Conclusion: In both cases the energy either reduces or stays the same. Every minimum of the energy function is a stable state.

Energy visualization

In the example of the associative memory we see that a pattern (state) can only converge to the correct solution (pattern) if it is in its attractor region. Imagine a 2d hill. On which side of the hill we roll down is determined by the random sampling process. This explains why the “AND-simulation” from above can converge into different states.
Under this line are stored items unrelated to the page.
use std::path::Path;
use std::time::Duration;

use async_trait::async_trait;
use aws_sdk_s3::config::Builder;
use aws_sdk_s3::error::DisplayErrorContext;
use aws_sdk_s3::presigning::PresigningConfig;
use aws_sdk_s3::primitives::ByteStream;
use aws_sdk_s3::types::{CompletedMultipartUpload, CompletedPart};
use aws_sdk_s3::{Client, config::BehaviorVersion, config::Credentials, config::Region};
use bytes::Bytes;
use tokio::io::{AsyncReadExt, AsyncWriteExt};
use tracing::{debug, info, warn};

use super::{ObjectStore, StorageError, StorageResult};
use crate::config::settings::StorageSettings;

// Minimum part size for S3 is 5MB. We use 8MB to be safe.
const PART_SIZE: usize = 8 * 1024 * 1024;
// Files at least this large go through the multipart API.
const MULTIPART_THRESHOLD: u64 = 64 * 1024 * 1024;

fn request_error<E>(key: &str, e: E) -> StorageError
where
    E: std::error::Error,
{
    StorageError::request(key, DisplayErrorContext(e))
}

#[derive(Clone)]
pub struct StorageService {
    client: Client,
    bucket: String,
}

impl StorageService {
    pub fn new(settings: &StorageSettings) -> Self {
        let credentials = Credentials::new(
            &settings.access_key,
            &settings.secret_key,
            None,
            None,
            "static",
        );

        let config = Builder::new()
            .behavior_version(BehaviorVersion::latest())
            .region(Region::new(settings.region.clone()))
            .endpoint_url(&settings.endpoint)
            .credentials_provider(credentials)
            .force_path_style(true) // Required for MinIO
            .build();

        Self {
            client: Client::from_conf(config),
            bucket: settings.bucket.clone(),
        }
    }

    /// Create the bucket if it does not exist yet.
    pub async fn ensure_bucket(&self) -> anyhow::Result<()> {
        if self
            .client
            .head_bucket()
            .bucket(&self.bucket)
            .send()
            .await
            .is_ok()
        {
            info!("✅ Connected to bucket {}", self.bucket);
            return Ok(());
        }

        warn!("Bucket {} does not exist, creating it", self.bucket);
        self.client
            .create_bucket()
            .bucket(&self.bucket)
            .send()
            .await
            .map_err(|e| anyhow::anyhow!("Failed to create bucket {}: {}", self.bucket, DisplayErrorContext(e)))?;
        info!("✅ Created bucket {}", self.bucket);
        Ok(())
    }

    async fn create_multipart_upload(&self, key: &str, content_type: Option<&str>) -> StorageResult<String> {
        let result = self
            .client
            .create_multipart_upload()
            .bucket(&self.bucket)
            .key(key)
            .set_content_type(content_type.map(str::to_string))
            .send()
            .await
            .map_err(|e| request_error(key, e))?;

        result
            .upload_id
            .ok_or_else(|| StorageError::request(key, "multipart upload returned no upload id"))
    }

    async fn upload_part(
        &self,
        key: &str,
        upload_id: &str,
        part_number: i32,
        body: Bytes,
    ) -> StorageResult<CompletedPart> {
        let result = self
            .client
            .upload_part()
            .bucket(&self.bucket)
            .key(key)
            .upload_id(upload_id)
            .part_number(part_number)
            .body(ByteStream::from(body))
            .send()
            .await
            .map_err(|e| request_error(key, e))?;

        Ok(CompletedPart::builder()
            .set_e_tag(result.e_tag)
            .part_number(part_number)
            .build())
    }

    async fn complete_multipart_upload(
        &self,
        key: &str,
        upload_id: &str,
        parts: Vec<CompletedPart>,
    ) -> StorageResult<()> {
        let completed = CompletedMultipartUpload::builder().set_parts(Some(parts)).build();

        self.client
            .complete_multipart_upload()
            .bucket(&self.bucket)
            .key(key)
            .upload_id(upload_id)
            .multipart_upload(completed)
            .send()
            .await
            .map_err(|e| request_error(key, e))?;

        Ok(())
    }

    async fn abort_multipart_upload(&self, key: &str, upload_id: &str) {
        if let Err(e) = self
            .client
            .abort_multipart_upload()
            .bucket(&self.bucket)
            .key(key)
            .upload_id(upload_id)
            .send()
            .await
        {
            warn!("Failed to abort multipart upload of {}: {}", key, DisplayErrorContext(e));
        }
    }

    async fn upload_parts(&self, key: &str, upload_id: &str, path: &Path) -> StorageResult<Vec<CompletedPart>> {
        let mut file = tokio::fs::File::open(path).await?;
        let mut parts = Vec::new();
        let mut part_number = 1;

        loop {
            let mut buffer = Vec::with_capacity(PART_SIZE);
            while buffer.len() < PART_SIZE {
                let read = (&mut file)
                    .take((PART_SIZE - buffer.len()) as u64)
                    .read_to_end(&mut buffer)
                    .await?;
                if read == 0 {
                    break;
                }
            }
            if buffer.is_empty() {
                break;
            }

            let last = buffer.len() < PART_SIZE;
            parts.push(
                self.upload_part(key, upload_id, part_number, Bytes::from(buffer))
                    .await?,
            );
            part_number += 1;
            if last {
                break;
            }
        }

        Ok(parts)
    }

    async fn upload_multipart(&self, key: &str, path: &Path, content_type: Option<&str>) -> StorageResult<String> {
        let upload_id = self.create_multipart_upload(key, content_type).await?;

        let parts = match self.upload_parts(key, &upload_id, path).await {
            Ok(parts) => parts,
            Err(e) => {
                self.abort_multipart_upload(key, &upload_id).await;
                return Err(e);
            }
        };
        debug!("Uploaded {} parts for {}", parts.len(), key);

        if let Err(e) = self.complete_multipart_upload(key, &upload_id, parts).await {
            self.abort_multipart_upload(key, &upload_id).await;
            return Err(e);
        }
        Ok(key.to_string())
    }
}

#[async_trait]
impl ObjectStore for StorageService {
    async fn put(&self, key: &str, body: Bytes, content_type: Option<&str>) -> StorageResult<String> {
        self.client
            .put_object()
            .bucket(&self.bucket)
            .key(key)
            .body(ByteStream::from(body))
            .set_content_type(content_type.map(str::to_string))
            .send()
            .await
            .map_err(|e| request_error(key, e))?;

        Ok(key.to_string())
    }

    async fn get(&self, key: &str) -> StorageResult<Bytes> {
        let resp = self
            .client
            .get_object()
            .bucket(&self.bucket)
            .key(key)
            .send()
            .await
            .map_err(|e| match e.as_service_error() {
                Some(service) if service.is_no_such_key() => StorageError::NotFound(key.to_string()),
                _ => request_error(key, e),
            })?;

        let data = resp.body.collect().await.map_err(|e| request_error(key, e))?;
        Ok(data.into_bytes())
    }

    async fn delete(&self, key: &str) -> StorageResult<()> {
        self.client
            .delete_object()
            .bucket(&self.bucket)
            .key(key)
            .send()
            .await
            .map_err(|e| request_error(key, e))?;
        Ok(())
    }

    async fn exists(&self, key: &str) -> StorageResult<bool> {
        match self.client.head_object().bucket(&self.bucket).key(key).send().await {
            Ok(_) => Ok(true),
            Err(e) => match e.as_service_error() {
                Some(service) if service.is_not_found() => Ok(false),
                _ => Err(request_error(key, e)),
            },
        }
    }

    async fn presigned_url(&self, key: &str, expires_in: Duration) -> StorageResult<String> {
        let presigning = PresigningConfig::expires_in(expires_in).map_err(|e| request_error(key, e))?;

        let request = self
            .client
            .get_object()
            .bucket(&self.bucket)
            .key(key)
            .presigned(presigning)
            .await
            .map_err(|e| request_error(key, e))?;

        Ok(request.uri().to_string())
    }

    async fn save_locally(&self, key: &str, path: &Path) -> StorageResult<u64> {
        let resp = self
            .client
            .get_object()
            .bucket(&self.bucket)
            .key(key)
            .send()
            .await
            .map_err(|e| match e.as_service_error() {
                Some(service) if service.is_no_such_key() => StorageError::NotFound(key.to_string()),
                _ => request_error(key, e),
            })?;

        let mut reader = resp.body.into_async_read();
        let mut file = tokio::fs::File::create(path).await?;
        let written = tokio::io::copy(&mut reader, &mut file).await?;
        file.flush().await?;

        Ok(written)
    }

    async fn upload_local_file(
        &self,
        key: &str,
        path: &Path,
        content_type: Option<&str>,
    ) -> StorageResult<String> {
        let size = tokio::fs::metadata(path).await?.len();
        if size >= MULTIPART_THRESHOLD {
            return self.upload_multipart(key, path, content_type).await;
        }

        let body = ByteStream::from_path(path)
            .await
            .map_err(|e| request_error(key, e))?;

        self.client
            .put_object()
            .bucket(&self.bucket)
            .key(key)
            .body(body)
            .set_content_type(content_type.map(str::to_string))
            .send()
            .await
            .map_err(|e| request_error(key, e))?;

        Ok(key.to_string())
    }
}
Note: Not all attractor regions have the same size. Therefore one state can attract more patterns than another. For the associative memory this leads to some kind of prior. Additionally mixture of an odd number of patterns cause mixture states which do not correspond to real patterns. Even numbers would sum up to zero.

For every pattern x the inverse of x is also a local minimum.

If we try to store too many patterns so called spin glass states are generated. They are no linear combination of the original states. A network of N units has the capacity to store ~ 0.15N uncorrelated patterns. All the minima that have no associated pattern are called spurious states.

If all weights are “+1” then the function calculated is something like k-Means/Hamming distance.

More math about Hopfield nets here.

Ising model

Hopfield nets are isomorph to the Ising model in statistical physics which is used to model magnetism at low temperatures. Every neuron equals an atom in a solid body. The state of the unit coincides with the spin (the magnetic moment). In the Heisenbergmodel the spin can be multivariate. In the Ising model the spin is either parallel or antiparallel to a given axis z). The latter can be written as the Binary Hopfield Network.

In physics the energy of the atoms is “measured” with the Hamilton operator H. It is the sum of the potential and kinetic energies in the system.

\[H = -0.5 \sum_{ij} T_{ij} \cdot s_i \cdot s_j - H_z \sum_{i=1}{s_i}\]

\(s_i\) the spin of an atom
\(T_{ij}\) the coupling constant between the spin of two atoms
\(H\) is the strength of the magnetic field

The critical temperature was calculated with this model. A system with less than its critical temperature is dominated by quantum mechanical effects. If the majority of the couplings have a positive sign then the body is ferromagnetic. Which means you could use a permanent magnet to magnetize it like a refrigerator magnet.